■ **Try it**
A complete answer lists every line of the material where the string "cells" occurs.

■ **Material for this exercise**
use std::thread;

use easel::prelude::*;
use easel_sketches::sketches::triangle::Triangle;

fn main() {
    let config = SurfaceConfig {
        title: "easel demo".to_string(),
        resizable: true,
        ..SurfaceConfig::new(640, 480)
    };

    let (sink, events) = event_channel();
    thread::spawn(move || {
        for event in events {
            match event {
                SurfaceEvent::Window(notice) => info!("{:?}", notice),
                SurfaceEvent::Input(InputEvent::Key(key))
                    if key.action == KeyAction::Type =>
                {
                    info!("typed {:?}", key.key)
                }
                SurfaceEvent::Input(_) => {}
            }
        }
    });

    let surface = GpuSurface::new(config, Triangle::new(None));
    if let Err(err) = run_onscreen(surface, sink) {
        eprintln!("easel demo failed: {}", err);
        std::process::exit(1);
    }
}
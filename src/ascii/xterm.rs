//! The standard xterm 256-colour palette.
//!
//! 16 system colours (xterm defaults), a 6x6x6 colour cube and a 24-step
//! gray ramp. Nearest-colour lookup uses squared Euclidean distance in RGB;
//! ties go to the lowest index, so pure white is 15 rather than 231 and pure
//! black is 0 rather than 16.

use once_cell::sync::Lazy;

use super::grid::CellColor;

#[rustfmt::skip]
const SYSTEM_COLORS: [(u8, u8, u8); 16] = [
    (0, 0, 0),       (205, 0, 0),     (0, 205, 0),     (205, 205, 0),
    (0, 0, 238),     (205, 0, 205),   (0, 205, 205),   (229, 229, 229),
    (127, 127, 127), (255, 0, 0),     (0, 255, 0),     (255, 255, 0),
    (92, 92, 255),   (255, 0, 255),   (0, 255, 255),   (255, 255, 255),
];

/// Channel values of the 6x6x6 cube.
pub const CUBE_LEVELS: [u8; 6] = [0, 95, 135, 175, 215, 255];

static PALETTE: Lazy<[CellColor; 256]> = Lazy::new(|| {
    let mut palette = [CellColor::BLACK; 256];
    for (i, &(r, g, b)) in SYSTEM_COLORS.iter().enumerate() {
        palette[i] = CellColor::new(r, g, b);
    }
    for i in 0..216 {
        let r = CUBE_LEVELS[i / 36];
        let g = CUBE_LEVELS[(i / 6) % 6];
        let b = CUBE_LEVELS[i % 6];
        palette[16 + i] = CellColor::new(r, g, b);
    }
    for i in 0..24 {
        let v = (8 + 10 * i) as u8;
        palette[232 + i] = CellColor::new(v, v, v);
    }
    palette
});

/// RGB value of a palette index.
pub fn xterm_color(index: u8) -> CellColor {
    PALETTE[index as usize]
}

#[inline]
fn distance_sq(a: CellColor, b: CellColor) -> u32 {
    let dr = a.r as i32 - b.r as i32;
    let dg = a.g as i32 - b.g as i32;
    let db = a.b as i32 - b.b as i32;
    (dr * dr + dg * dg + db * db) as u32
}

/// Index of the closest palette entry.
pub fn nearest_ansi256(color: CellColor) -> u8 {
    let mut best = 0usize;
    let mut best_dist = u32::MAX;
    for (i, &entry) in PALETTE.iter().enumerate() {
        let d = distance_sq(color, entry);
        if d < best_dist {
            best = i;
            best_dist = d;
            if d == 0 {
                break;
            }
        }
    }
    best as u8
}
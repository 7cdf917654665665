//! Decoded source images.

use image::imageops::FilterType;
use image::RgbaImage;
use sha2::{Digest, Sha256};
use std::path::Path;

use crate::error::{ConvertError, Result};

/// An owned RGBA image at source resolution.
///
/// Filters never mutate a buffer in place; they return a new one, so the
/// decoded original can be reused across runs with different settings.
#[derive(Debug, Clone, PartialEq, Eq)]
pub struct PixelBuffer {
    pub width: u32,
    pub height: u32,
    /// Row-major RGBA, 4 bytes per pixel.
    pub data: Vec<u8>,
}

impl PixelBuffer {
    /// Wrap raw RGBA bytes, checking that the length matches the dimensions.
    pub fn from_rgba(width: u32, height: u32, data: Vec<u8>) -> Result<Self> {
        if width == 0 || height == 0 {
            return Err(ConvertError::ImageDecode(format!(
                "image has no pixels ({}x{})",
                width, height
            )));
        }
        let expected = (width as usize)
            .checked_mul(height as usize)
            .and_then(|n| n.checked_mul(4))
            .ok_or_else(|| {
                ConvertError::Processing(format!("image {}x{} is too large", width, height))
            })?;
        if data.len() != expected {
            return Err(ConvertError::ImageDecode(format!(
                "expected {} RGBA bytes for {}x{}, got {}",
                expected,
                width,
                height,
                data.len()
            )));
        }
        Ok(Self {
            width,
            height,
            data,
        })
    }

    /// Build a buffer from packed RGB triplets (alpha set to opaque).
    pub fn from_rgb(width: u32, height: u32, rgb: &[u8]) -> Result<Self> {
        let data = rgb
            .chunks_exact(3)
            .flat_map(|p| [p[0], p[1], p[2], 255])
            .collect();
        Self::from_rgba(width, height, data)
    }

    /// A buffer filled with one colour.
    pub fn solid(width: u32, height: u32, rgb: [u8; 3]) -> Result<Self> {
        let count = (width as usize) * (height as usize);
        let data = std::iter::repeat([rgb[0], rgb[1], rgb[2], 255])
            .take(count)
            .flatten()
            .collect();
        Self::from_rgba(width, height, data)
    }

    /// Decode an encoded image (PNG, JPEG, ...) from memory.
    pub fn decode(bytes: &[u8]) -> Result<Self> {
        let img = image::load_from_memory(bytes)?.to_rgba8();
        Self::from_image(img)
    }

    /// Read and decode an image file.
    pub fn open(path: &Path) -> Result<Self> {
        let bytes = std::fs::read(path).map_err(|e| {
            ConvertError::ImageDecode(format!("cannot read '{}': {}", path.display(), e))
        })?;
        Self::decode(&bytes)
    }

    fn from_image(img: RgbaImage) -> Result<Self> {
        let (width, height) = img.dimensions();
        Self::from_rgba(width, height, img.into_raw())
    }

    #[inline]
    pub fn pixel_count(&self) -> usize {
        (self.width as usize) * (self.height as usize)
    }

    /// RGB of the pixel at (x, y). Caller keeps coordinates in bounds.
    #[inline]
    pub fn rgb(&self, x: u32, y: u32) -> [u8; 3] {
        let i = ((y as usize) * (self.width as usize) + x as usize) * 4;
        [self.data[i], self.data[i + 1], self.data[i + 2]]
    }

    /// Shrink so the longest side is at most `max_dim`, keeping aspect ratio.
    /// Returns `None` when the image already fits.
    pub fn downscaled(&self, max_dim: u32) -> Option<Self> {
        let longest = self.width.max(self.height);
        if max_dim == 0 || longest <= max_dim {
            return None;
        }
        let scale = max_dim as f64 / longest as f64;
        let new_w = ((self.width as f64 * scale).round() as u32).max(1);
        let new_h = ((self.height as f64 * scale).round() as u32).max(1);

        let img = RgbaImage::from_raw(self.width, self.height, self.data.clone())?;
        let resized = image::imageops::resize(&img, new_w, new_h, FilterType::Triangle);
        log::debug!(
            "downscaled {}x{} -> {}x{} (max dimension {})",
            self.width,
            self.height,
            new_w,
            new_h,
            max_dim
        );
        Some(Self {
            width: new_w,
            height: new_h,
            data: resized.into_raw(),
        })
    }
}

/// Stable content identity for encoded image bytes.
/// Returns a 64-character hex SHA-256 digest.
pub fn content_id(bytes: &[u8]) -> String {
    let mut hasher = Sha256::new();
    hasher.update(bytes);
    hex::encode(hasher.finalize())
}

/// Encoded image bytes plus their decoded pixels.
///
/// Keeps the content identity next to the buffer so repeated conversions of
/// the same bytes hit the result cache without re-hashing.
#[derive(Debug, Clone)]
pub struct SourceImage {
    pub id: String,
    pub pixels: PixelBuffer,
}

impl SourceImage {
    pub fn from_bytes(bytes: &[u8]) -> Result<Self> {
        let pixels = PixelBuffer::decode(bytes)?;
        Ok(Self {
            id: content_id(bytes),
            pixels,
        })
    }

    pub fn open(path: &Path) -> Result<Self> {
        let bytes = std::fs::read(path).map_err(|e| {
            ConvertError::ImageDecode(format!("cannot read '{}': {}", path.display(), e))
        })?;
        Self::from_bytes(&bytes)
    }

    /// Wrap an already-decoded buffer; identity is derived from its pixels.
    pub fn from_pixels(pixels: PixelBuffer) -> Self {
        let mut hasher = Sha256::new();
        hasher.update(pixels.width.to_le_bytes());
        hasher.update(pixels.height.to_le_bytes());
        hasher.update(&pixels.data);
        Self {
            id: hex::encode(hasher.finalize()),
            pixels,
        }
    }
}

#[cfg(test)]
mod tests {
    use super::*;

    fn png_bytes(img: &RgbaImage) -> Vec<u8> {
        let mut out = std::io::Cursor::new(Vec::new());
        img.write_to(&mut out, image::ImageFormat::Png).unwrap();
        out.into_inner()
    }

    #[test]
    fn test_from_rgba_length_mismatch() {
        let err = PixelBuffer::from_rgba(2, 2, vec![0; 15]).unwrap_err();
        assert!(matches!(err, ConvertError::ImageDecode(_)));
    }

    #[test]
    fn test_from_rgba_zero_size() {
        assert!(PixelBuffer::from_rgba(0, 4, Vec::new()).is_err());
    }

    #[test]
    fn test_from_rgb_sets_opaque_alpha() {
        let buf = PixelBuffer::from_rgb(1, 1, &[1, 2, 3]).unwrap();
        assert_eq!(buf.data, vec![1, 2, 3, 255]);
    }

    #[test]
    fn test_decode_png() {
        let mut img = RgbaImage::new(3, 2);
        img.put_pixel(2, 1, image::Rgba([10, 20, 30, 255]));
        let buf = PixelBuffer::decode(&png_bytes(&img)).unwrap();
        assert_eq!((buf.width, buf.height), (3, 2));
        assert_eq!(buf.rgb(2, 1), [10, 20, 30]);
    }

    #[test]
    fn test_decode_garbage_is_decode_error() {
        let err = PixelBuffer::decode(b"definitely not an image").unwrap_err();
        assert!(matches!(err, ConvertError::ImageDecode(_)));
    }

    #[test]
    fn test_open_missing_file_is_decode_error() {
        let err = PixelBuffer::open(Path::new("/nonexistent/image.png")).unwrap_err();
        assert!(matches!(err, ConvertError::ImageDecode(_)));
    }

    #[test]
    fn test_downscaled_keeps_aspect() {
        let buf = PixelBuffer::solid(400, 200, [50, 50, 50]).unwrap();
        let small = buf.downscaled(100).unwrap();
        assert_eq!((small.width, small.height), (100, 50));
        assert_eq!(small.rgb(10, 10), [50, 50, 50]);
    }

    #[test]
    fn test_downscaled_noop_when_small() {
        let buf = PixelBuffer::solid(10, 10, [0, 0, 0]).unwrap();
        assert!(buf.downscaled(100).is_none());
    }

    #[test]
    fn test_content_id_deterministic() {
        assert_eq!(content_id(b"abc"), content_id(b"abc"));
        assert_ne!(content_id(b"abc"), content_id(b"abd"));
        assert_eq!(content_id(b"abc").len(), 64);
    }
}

--

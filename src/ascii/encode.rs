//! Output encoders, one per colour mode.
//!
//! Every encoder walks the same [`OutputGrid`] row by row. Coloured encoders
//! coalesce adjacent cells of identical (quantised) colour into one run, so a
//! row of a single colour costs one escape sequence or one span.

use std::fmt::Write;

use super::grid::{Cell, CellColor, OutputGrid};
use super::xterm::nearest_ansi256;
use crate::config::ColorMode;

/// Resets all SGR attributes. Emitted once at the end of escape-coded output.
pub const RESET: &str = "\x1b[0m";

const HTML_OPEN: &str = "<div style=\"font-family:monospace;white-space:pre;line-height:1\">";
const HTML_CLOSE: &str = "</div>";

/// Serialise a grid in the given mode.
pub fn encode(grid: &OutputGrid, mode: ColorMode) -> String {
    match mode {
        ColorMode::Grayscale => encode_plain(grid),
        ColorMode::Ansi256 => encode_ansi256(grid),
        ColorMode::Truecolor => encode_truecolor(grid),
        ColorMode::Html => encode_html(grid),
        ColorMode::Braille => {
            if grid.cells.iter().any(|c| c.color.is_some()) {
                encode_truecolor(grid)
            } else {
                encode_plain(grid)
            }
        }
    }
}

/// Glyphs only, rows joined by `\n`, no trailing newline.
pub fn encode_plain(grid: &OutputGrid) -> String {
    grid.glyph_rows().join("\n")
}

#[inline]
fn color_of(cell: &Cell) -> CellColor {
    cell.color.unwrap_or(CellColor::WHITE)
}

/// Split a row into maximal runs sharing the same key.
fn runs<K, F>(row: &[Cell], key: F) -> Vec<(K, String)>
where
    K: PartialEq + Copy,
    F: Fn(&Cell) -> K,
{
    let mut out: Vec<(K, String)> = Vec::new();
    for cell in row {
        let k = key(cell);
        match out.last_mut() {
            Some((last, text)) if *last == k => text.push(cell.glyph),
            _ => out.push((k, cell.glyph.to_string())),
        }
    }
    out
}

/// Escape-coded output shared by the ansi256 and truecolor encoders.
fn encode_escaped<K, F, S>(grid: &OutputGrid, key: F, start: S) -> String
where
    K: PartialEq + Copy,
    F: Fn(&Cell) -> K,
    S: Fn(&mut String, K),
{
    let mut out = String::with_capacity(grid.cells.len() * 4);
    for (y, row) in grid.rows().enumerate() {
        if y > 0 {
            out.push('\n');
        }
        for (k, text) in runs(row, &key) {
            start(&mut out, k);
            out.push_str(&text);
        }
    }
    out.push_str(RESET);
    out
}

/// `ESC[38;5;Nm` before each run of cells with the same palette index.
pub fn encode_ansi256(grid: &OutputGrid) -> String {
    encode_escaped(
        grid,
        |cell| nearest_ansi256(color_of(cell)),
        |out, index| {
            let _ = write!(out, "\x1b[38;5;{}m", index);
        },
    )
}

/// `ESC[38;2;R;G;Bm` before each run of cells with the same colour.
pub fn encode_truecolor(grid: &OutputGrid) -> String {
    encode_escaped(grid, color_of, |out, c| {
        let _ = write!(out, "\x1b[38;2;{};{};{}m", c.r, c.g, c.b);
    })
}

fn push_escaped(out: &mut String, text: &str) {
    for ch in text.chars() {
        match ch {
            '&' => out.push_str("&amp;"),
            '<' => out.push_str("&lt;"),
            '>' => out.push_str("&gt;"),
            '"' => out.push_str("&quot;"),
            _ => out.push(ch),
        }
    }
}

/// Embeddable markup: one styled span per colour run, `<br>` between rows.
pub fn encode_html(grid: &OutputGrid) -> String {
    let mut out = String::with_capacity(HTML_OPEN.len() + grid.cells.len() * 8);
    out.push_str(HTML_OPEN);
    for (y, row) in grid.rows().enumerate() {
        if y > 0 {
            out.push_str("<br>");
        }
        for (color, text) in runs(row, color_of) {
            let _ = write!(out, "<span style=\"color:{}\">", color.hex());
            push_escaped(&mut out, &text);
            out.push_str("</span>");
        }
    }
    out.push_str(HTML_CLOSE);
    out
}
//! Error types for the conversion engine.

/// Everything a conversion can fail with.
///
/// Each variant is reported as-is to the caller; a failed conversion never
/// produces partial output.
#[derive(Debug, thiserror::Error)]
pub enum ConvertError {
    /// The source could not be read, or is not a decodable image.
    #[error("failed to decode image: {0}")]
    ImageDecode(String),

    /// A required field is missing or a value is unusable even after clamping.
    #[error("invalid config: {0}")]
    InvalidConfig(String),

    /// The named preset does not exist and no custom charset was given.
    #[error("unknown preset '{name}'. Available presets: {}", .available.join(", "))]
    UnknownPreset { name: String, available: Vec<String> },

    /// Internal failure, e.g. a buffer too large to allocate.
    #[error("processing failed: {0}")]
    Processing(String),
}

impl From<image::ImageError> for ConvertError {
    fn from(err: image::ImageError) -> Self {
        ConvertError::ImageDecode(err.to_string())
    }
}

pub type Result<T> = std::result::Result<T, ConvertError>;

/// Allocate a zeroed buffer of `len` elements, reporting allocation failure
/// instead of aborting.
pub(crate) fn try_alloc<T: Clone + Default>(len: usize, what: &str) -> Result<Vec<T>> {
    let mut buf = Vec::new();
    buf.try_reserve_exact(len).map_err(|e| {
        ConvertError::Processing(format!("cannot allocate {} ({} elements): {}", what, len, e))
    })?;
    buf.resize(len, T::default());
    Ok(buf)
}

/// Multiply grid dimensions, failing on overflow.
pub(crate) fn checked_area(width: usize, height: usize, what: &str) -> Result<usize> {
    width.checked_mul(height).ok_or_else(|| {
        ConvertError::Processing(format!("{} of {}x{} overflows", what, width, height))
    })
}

■ **Final answer**
//! coalesce adjacent cells of identical (quantised) colour into one run, so a
            if grid.cells.iter().any(|c| c.color.is_some()) {
    let mut out = String::with_capacity(grid.cells.len() * 4);
/// `ESC[38;5;Nm` before each run of cells with the same palette index.
/// `ESC[38;2;R;G;Bm` before each run of cells with the same colour.
    let mut out = String::with_capacity(HTML_OPEN.len() + grid.cells.len() * 8);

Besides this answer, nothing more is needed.